We consider two variables $t$, $u$, and the elliptic curve $E:y^{2}=x^{3}+tx+u$ which is defined over the function field $\mathcal{K}=\mathbb{C}(t,u)$. For integer $N>1$, we define the field of definition $\mathcal{K}_{N}=\mathcal{K}(E[N])$ and the Galois group $G_{N}=\mathrm{Gal}(\mathcal{K}_{N}/\mathcal{K})$. We may consider $G_{N}$ as a subgroup of $\mathrm{GL}_{2}(\mathbb{Z}/N\mathbb{Z})$. We consturct the injective homomorphism $\rho:G_{N}\to \mathrm{GL}_{2}(\mathbb{Z}/N\mathbb{Z})$ for fixed basis $\{P,Q\}$ of $E[N]$. For $\sigma\in G_{N}$, there are $a,b,c,d\in\mathbb{Z}/N\mathbb{Z}$ such that $\sigma P=[a]P+[b]Q$ and $\sigma Q=[c]P+[d]Q$. $\rho$ maps $\sigma$ to the matrix $\begin{pmatrix} a&b\\c&d\end{pmatrix}$.

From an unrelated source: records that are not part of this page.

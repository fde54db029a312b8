//! Error types
//!
//! The snapshot core itself has no recoverable failure modes — every
//! operation is synchronous in-memory computation over validated inputs,
//! and malformed offsets are programming errors caught by assertions.
//! Errors only arise at the configuration surface.

use thiserror::Error;

/// Errors surfaced by the crate's configuration layer.
#[derive(Debug, Error)]
pub enum ApiError {
    #[error("Configuration error: {0}")]
    ConfigError(String),
}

My guess is that $\rho(G_{N})=\mathrm{SL}_{2}(\mathbb{Z}/N\mathbb{Z})$. My guess is based on Corollary 7.5.3 in『First Course in Modular Forms』(Diamond, Shurman). The proposition follows.

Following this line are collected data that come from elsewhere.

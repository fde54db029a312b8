//! Relative paths viewed through an offset into an absolute path
//!
//! A [`VfsRelativePath`] is a cheap view over an absolute path string plus
//! a byte offset: "the path from this node downward". Tree operations pass
//! one view down the hierarchy, advancing the offset instead of slicing new
//! strings. All comparison operations run in a single linear scan over the
//! overlapping prefix, bounded by `min(candidate.len, view.len)`.

use crate::case::{
    combined_compare, compare_chars_ignoring_case, equal_chars, is_file_separator, CaseSensitivity,
};
use std::cmp::Ordering;

/// View over the suffix of an absolute path starting at a byte offset.
///
/// The offset may be at most `absolute_path.len() + 1`; the one-past-the-end
/// value is a sentinel meaning "this view denotes the node itself" (zero
/// remaining path). Views are value types: shifting the offset produces a
/// new view, never mutates one.
#[derive(Debug, Clone, Copy, PartialEq, Eq, Hash)]
pub struct VfsRelativePath<'a> {
    absolute_path: &'a str,
    offset: usize,
}

impl<'a> VfsRelativePath<'a> {
    /// View of `absolute_path` starting at `offset`.
    ///
    /// Offsets beyond the sentinel bound or inside a multi-byte character
    /// indicate a node-algebra bug, not user input, and are rejected by a
    /// debug assertion.
    pub fn of(absolute_path: &'a str, offset: usize) -> Self {
        debug_assert!(
            offset <= absolute_path.len() + 1,
            "offset {} out of bounds for path of length {}",
            offset,
            absolute_path.len()
        );
        debug_assert!(
            offset > absolute_path.len() || absolute_path.is_char_boundary(offset),
            "offset {} is not a character boundary",
            offset
        );
        VfsRelativePath {
            absolute_path,
            offset,
        }
    }

    /// View of an absolute path with any leading separators skipped, so the
    /// remaining path starts at its first segment.
    pub fn from_absolute(absolute_path: &'a str) -> Self {
        let offset = absolute_path
            .bytes()
            .take_while(|c| is_file_separator(*c))
            .count();
        VfsRelativePath::of(absolute_path, offset)
    }

    /// A view shifted `add_to` bytes further into the path.
    pub fn with_new_offset(self, add_to: usize) -> Self {
        VfsRelativePath::of(self.absolute_path, self.offset + add_to)
    }

    /// The sentinel view denoting the owning node itself.
    pub fn as_this(self) -> Self {
        VfsRelativePath {
            absolute_path: self.absolute_path,
            offset: self.absolute_path.len() + 1,
        }
    }

    /// True iff this view denotes the owning node itself.
    pub fn is_this(&self) -> bool {
        self.offset == self.absolute_path.len() + 1
    }

    /// Remaining length in bytes; zero for the sentinel view.
    pub fn length(&self) -> usize {
        self.absolute_path.len().saturating_sub(self.offset)
    }

    /// The remaining path as a string slice; empty for the sentinel view.
    pub fn as_str(&self) -> &'a str {
        if self.offset > self.absolute_path.len() {
            ""
        } else {
            &self.absolute_path[self.offset..]
        }
    }

    /// The full absolute path this view was created from.
    pub fn absolute_path(&self) -> &'a str {
        self.absolute_path
    }

    fn remaining(&self) -> &'a [u8] {
        self.as_str().as_bytes()
    }

    /// Size of the common prefix of `relative_path` and the remaining path,
    /// truncated down to the last complete segment boundary.
    ///
    /// A partial match inside a segment does not count: the result is the
    /// offset of the last separator seen, unless the scan ran to the end of
    /// the shorter string and the divergence point sits exactly at a
    /// separator in the longer one (or the strings are wholly equal), in
    /// which case the full scanned length is returned. The result never
    /// includes a trailing separator.
    pub fn size_of_common_prefix(
        &self,
        relative_path: &str,
        case_sensitivity: CaseSensitivity,
    ) -> usize {
        let this = self.remaining();
        let other = relative_path.as_bytes();
        let max_pos = other.len().min(this.len());
        let mut last_separator = 0;
        let mut pos = 0;
        while pos < max_pos {
            if !equal_chars(other[pos], this[pos], case_sensitivity) {
                break;
            }
            if is_file_separator(other[pos]) {
                last_separator = pos;
            }
            pos += 1;
        }
        if pos == max_pos {
            if other.len() == this.len() {
                return pos;
            }
            if pos < other.len() && is_file_separator(other[pos]) {
                return pos;
            }
            if pos < this.len() && is_file_separator(this[pos]) {
                return pos;
            }
        }
        last_separator
    }

    /// Order the remaining path against `relative_path` by first segment.
    ///
    /// Returns `Equal` as soon as the two paths share a complete first
    /// segment — a path counts as a continuation of its own prefix, so
    /// `some/same` and `some/same/more` compare equal here. Otherwise the
    /// result is the folded ordering of the first segments (view relative
    /// to candidate), with the exact-case tie-break applied only under
    /// [`CaseSensitivity::CaseSensitive`].
    ///
    /// Neither path may start with a separator. Children of a node are kept
    /// sorted by this comparison, so binary search can position a candidate
    /// among siblings without resolving beyond its first segment:
    ///
    /// ```text
    /// view some/path   == candidate some/other
    /// view some1/path  <  candidate some2/other
    /// view some/same   == candidate some/same/more
    /// ```
    pub fn compare_with_common_prefix(
        &self,
        relative_path: &str,
        case_sensitivity: CaseSensitivity,
    ) -> Ordering {
        let this = self.remaining();
        let other = relative_path.as_bytes();
        let max_pos = other.len().min(this.len());
        let case_sensitive = case_sensitivity == CaseSensitivity::CaseSensitive;
        let mut accumulated = Ordering::Equal;
        for pos in 0..max_pos {
            let compared = compare_chars_ignoring_case(this[pos], other[pos]);
            if compared != Ordering::Equal {
                return compared;
            }
            accumulated = combined_compare(accumulated, this[pos], other[pos], case_sensitive);
            if is_file_separator(this[pos]) && pos > 0 {
                return accumulated;
            }
        }
        match this.len().cmp(&other.len()) {
            Ordering::Equal => accumulated,
            Ordering::Greater => {
                if is_file_separator(this[max_pos]) {
                    accumulated
                } else {
                    Ordering::Greater
                }
            }
            Ordering::Less => {
                if is_file_separator(other[max_pos]) {
                    accumulated
                } else {
                    Ordering::Less
                }
            }
        }
    }

    /// True iff the remaining path starts with `prefix`, ending exactly at a
    /// segment boundary (end of path or a separator). The empty prefix
    /// always matches.
    pub fn is_prefix(&self, prefix: &str, case_sensitivity: CaseSensitivity) -> bool {
        if prefix.is_empty() {
            return true;
        }
        let this = self.remaining();
        let prefix = prefix.as_bytes();
        if this.len() < prefix.len() {
            return false;
        }
        let matches = match case_sensitivity {
            CaseSensitivity::CaseSensitive => this[..prefix.len()] == *prefix,
            CaseSensitivity::CaseInsensitive => {
                this[..prefix.len()].eq_ignore_ascii_case(prefix)
            }
        };
        matches && (this.len() == prefix.len() || is_file_separator(this[prefix.len()]))
    }

    /// Three-way [`VfsRelativePath::is_prefix`]: `Equal` iff `prefix` is a
    /// boundary-respecting prefix of the remaining path (the path is the
    /// prefix or a descendant of it), otherwise the ordering of `prefix`
    /// against the path.
    ///
    /// When the remaining path is shorter than the prefix the comparison
    /// falls through to whole-path ordering: first divergence in the
    /// overlap, then length, then the exact-case tie-break:
    ///
    /// ```text
    /// some/start == some/start/subpath
    /// some/start == some/start
    /// some/a     <  some/start
    /// some/b     >  some/a
    /// ```
    pub fn compare_to_prefix(
        &self,
        prefix: &str,
        case_sensitivity: CaseSensitivity,
    ) -> Ordering {
        let this = self.remaining();
        let prefix_length = prefix.len();
        if this.len() < prefix_length {
            return self.compare_paths(prefix, case_sensitivity);
        }
        let case_sensitive = case_sensitivity == CaseSensitivity::CaseSensitive;
        self.compare_path_regions(prefix, prefix_length, case_sensitive, |accumulated| {
            if prefix_length == this.len() || is_file_separator(this[prefix_length]) {
                accumulated
            } else {
                Ordering::Less
            }
        })
    }

    /// Whole-path comparison: first divergence wins, then shorter-first,
    /// then the accumulated exact-case tie-break.
    fn compare_paths(&self, relative_path: &str, case_sensitivity: CaseSensitivity) -> Ordering {
        let this_len = self.length();
        let max_pos = relative_path.len().min(this_len);
        let case_sensitive = case_sensitivity == CaseSensitivity::CaseSensitive;
        self.compare_path_regions(relative_path, max_pos, case_sensitive, |accumulated| {
            relative_path.len().cmp(&this_len).then(accumulated)
        })
    }

    /// Scan `max_pos` bytes of both paths, returning the first fold-level
    /// difference; an exact-case difference is deferred until the end of
    /// the segment it occurred in. `and_then_compare` resolves the result
    /// when the scan completes.
    fn compare_path_regions(
        &self,
        relative_path: &str,
        max_pos: usize,
        case_sensitive: bool,
        and_then_compare: impl FnOnce(Ordering) -> Ordering,
    ) -> Ordering {
        let this = self.remaining();
        let other = relative_path.as_bytes();
        let mut accumulated = Ordering::Equal;
        for pos in 0..max_pos {
            let compared = compare_chars_ignoring_case(other[pos], this[pos]);
            if compared != Ordering::Equal {
                return compared;
            }
            accumulated = combined_compare(accumulated, other[pos], this[pos], case_sensitive);
            if accumulated != Ordering::Equal && is_file_separator(other[pos]) {
                return accumulated;
            }
        }
        and_then_compare(accumulated)
    }
}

For a variable $j$ and the elliptic curve $A:y^{2}=4x^{3}-\frac{27j}{j-1728}x-\frac{27j}{j-1728}$ defined over $\mathcal{L}=\mathbb{C}(j)$,
$\rho(\mathrm{Gal}(\frac{\mathcal{L}(A[N])}{\mathcal{L}}))=\mathrm{SL}_{2}(\mathbb{Z}/N\mathbb{Z})$.
Is there a reference for my guess $\rho(G_{N})=\mathrm{SL}_{2}(\mathbb{Z}/N\mathbb{Z})$?